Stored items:
//! Per-attempt transaction handed to an update handler.

use crate::bus::{BusMask, low_bits};
use crate::id::{NetId, NodeId, RoundId, TerminalId, TransactionId};
use crate::terminal::{Terminal, TerminalBank};
use std::collections::{BTreeMap, HashMap};

/// Errors a handler can hit while reading or proposing terminal values.
#[derive(Debug, Clone, PartialEq, Eq, thiserror::Error)]
pub enum TransactionError {
    #[error("transaction {tx:?}: component has no terminal named {name}")]
    UnknownTerminal { tx: TransactionId, name: String },
    #[error("transaction {tx:?}: mask {mask} exceeds {name} (width {width})")]
    Range {
        tx: TransactionId,
        name: String,
        mask: BusMask,
        width: u32,
    },
}

/// Read-only view of terminal state during a round: committed storage
/// overlaid with the commits made earlier in the same round.
#[derive(Debug, Clone, Copy)]
pub struct RoundView<'a> {
    pub(crate) bank: &'a TerminalBank,
    pub(crate) overlay: &'a HashMap<NetId, bool>,
}

impl<'a> RoundView<'a> {
    pub(crate) fn new(bank: &'a TerminalBank, overlay: &'a HashMap<NetId, bool>) -> Self {
        Self { bank, overlay }
    }

    pub fn net(&self, cell: NetId) -> bool {
        let root = self.bank.nets().find(cell);
        match self.overlay.get(&root) {
            Some(&v) => v,
            None => self.bank.nets().get(root),
        }
    }
}

/// One handler's proposal for one attempt.
///
/// Reads see the committed baseline, every change committed earlier in the
/// round, and this transaction's own proposals. Writes are limited to the
/// owning component's terminals and only take effect if the handler
/// returns `Commit`.
#[derive(Debug)]
pub struct Transaction<'a> {
    id: TransactionId,
    round: RoundId,
    owner: NodeId,
    view: RoundView<'a>,
    /// Proposed value per root net.
    proposed: BTreeMap<NetId, bool>,
    /// Proposed changes as written, per terminal.
    changes: Vec<(TerminalId, BusMask, u64)>,
}

impl<'a> Transaction<'a> {
    pub(crate) fn new(id: TransactionId, round: RoundId, owner: NodeId, view: RoundView<'a>) -> Self {
        Self {
            id,
            round,
            owner,
            view,
            proposed: BTreeMap::new(),
            changes: Vec::new(),
        }
    }

    pub fn id(&self) -> TransactionId {
        self.id
    }

    pub fn round(&self) -> RoundId {
        self.round
    }

    pub fn owner(&self) -> NodeId {
        self.owner
    }

    /// Resolve one of the owner's terminals by name.
    pub fn terminal(&self, name: &str) -> Result<TerminalId, TransactionError> {
        self.view
            .bank
            .lookup(self.owner, name)
            .ok_or_else(|| TransactionError::UnknownTerminal {
                tx: self.id,
                name: name.to_string(),
            })
    }

    fn resolve(&self, name: &str, mask: Option<BusMask>) -> Result<(&'a Terminal, BusMask), TransactionError> {
        let id = self.terminal(name)?;
        let bank: &'a TerminalBank = self.view.bank;
        let t = bank
            .get(id)
            .ok_or_else(|| TransactionError::UnknownTerminal {
                tx: self.id,
                name: name.to_string(),
            })?;
        let mask = mask.unwrap_or(t.full_mask());
        if !mask.fits(t.width) {
            return Err(TransactionError::Range {
                tx: self.id,
                name: name.to_string(),
                mask,
                width: t.width,
            });
        }
        Ok((t, mask))
    }

    fn bit(&self, cell: NetId) -> bool {
        let root = self.view.bank.nets().find(cell);
        match self.proposed.get(&root) {
            Some(&v) => v,
            None => self.view.net(root),
        }
    }

    pub fn read(&self, name: &str) -> Result<u64, TransactionError> {
        self.read_masked(name, None)
    }

    /// Read a range, right-aligned. `None` reads the whole terminal.
    pub fn read_masked(&self, name: &str, mask: Option<BusMask>) -> Result<u64, TransactionError> {
        let (t, mask) = self.resolve(name, mask)?;
        Ok(t.masked_cells(mask)
            .iter()
            .enumerate()
            .fold(0u64, |acc, (i, &c)| if self.bit(c) { acc | (1 << i) } else { acc }))
    }

    pub fn read_bit(&self, name: &str) -> Result<bool, TransactionError> {
        Ok(self.read_masked(name, Some(BusMask::bit(0)))? == 1)
    }

    pub fn write(&mut self, name: &str, value: u64) -> Result<(), TransactionError> {
        self.write_masked(name, None, value)
    }

    pub fn set(&mut self, name: &str, value: bool) -> Result<(), TransactionError> {
        self.write_masked(name, Some(BusMask::bit(0)), value as u64)
    }

    /// Propose a value for a range. Bits on a latched net can only be set,
    /// whether the write goes through the latched signal itself, a bus it
    /// sits on or a bridged peer. Clearing happens through its reset signal.
    pub fn write_masked(&mut self, name: &str, mask: Option<BusMask>, value: u64) -> Result<(), TransactionError> {
        let (t, mask) = self.resolve(name, mask)?;
        let id = self.terminal(name)?;
        let value = value & low_bits(mask.count);
        for (i, &cell) in t.masked_cells(mask).iter().enumerate() {
            let mut bit = (value >> i) & 1 == 1;
            if self.view.bank.is_latched_net(cell) {
                bit |= self.bit(cell);
            }
            let root = self.view.bank.nets().find(cell);
            self.proposed.insert(root, bit);
        }
        self.changes.push((id, mask, value));
        Ok(())
    }

    /// Changes proposed so far, in write order.
    pub fn proposed_changes(&self) -> &[(TerminalId, BusMask, u64)] {
        &self.changes
    }

    pub fn is_empty(&self) -> bool {
        self.changes.is_empty()
    }

    pub(crate) fn into_net_writes(self) -> BTreeMap<NetId, bool> {
        self.proposed
    }
}

#[cfg(test)]
mod tests {
    use super::*;
    use crate::metadata::{Access, ComponentMeta, SignalDecl};
    use crate::terminal::TerminalLayout;
    use slotmap::SlotMap;

    fn bank_with(meta: ComponentMeta) -> (TerminalBank, NodeId) {
        let mut nodes = SlotMap::<NodeId, ()>::with_key();
        let node = nodes.insert(());
        let mut bank = TerminalBank::new();
        bank.allocate(node, &TerminalLayout::from_meta(&meta).unwrap());
        (bank, node)
    }

    #[test]
    fn read_your_own_writes() {
        let (bank, node) = bank_with(ComponentMeta::new().terminal("q", 4, Access::External));
        let overlay = HashMap::new();
        let mut tx = Transaction::new(TransactionId(1), RoundId(0), node, RoundView::new(&bank, &overlay));
        assert_eq!(tx.read("q").unwrap(), 0);
        tx.write("q", 0b1010).unwrap();
        assert_eq!(tx.read("q").unwrap(), 0b1010);
        assert_eq!(tx.read_masked("q", Some(BusMask::new(1, 2))).unwrap(), 0b01);
        // Storage untouched until commit.
        assert_eq!(bank.read(bank.lookup(node, "q").unwrap()), Some(0));
        assert_eq!(tx.proposed_changes().len(), 1);
    }

    #[test]
    fn overlay_is_visible() {
        let (bank, node) = bank_with(ComponentMeta::new().terminal("q", 1, Access::External));
        let q = bank.lookup(node, "q").unwrap();
        let root = bank.root_nets(q)[0];
        let overlay: HashMap<NetId, bool> = [(root, true)].into_iter().collect();
        let tx = Transaction::new(TransactionId(1), RoundId(0), node, RoundView::new(&bank, &overlay));
        assert!(tx.read_bit("q").unwrap());
    }

    #[test]
    fn unknown_terminal_and_range_errors() {
        let (bank, node) = bank_with(ComponentMeta::new().terminal("q", 4, Access::External));
        let overlay = HashMap::new();
        let mut tx = Transaction::new(TransactionId(7), RoundId(0), node, RoundView::new(&bank, &overlay));
        assert!(matches!(
            tx.read("nope"),
            Err(TransactionError::UnknownTerminal { .. })
        ));
        assert!(matches!(
            tx.write_masked("q", Some(BusMask::new(3, 2)), 1),
            Err(TransactionError::Range { .. })
        ));
        assert!(tx.is_empty());
    }

    #[test]
    fn latched_signal_cannot_be_cleared_by_write() {
        let meta = ComponentMeta::new()
            .signal(SignalDecl::standalone("irq", Access::External).latched("clr"))
            .signal(SignalDecl::standalone("clr", Access::External));
        let (bank, node) = bank_with(meta);
        let irq = bank.lookup(node, "irq").unwrap();
        let root = bank.root_nets(irq)[0];
        let overlay: HashMap<NetId, bool> = [(root, true)].into_iter().collect();
        let mut tx = Transaction::new(TransactionId(1), RoundId(0), node, RoundView::new(&bank, &overlay));
        tx.set("irq", false).unwrap();
        assert!(tx.read_bit("irq").unwrap());
    }

    #[test]
    fn bus_write_cannot_clear_latched_bit() {
        let meta = ComponentMeta::new()
            .terminal("data", 4, Access::External)
            .signal(SignalDecl::on_bus("irq", "data", 0, Access::External).latched("clr"))
            .signal(SignalDecl::standalone("clr", Access::External));
        let (bank, node) = bank_with(meta);
        let irq = bank.lookup(node, "irq").unwrap();
        let root = bank.root_nets(irq)[0];
        let overlay: HashMap<NetId, bool> = [(root, true)].into_iter().collect();
        let mut tx = Transaction::new(TransactionId(1), RoundId(0), node, RoundView::new(&bank, &overlay));
        tx.write("data", 0b0110).unwrap();
        assert_eq!(tx.read("data").unwrap(), 0b0111);
        assert!(tx.read_bit("irq").unwrap());
    }
}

** Exercise brief **
Whenever the word "earlier" shows up in a line of the entries, list that line.

** Answer box **
/// overlaid with the commits made earlier in the same round.
/// Reads see the committed baseline, every change committed earlier in the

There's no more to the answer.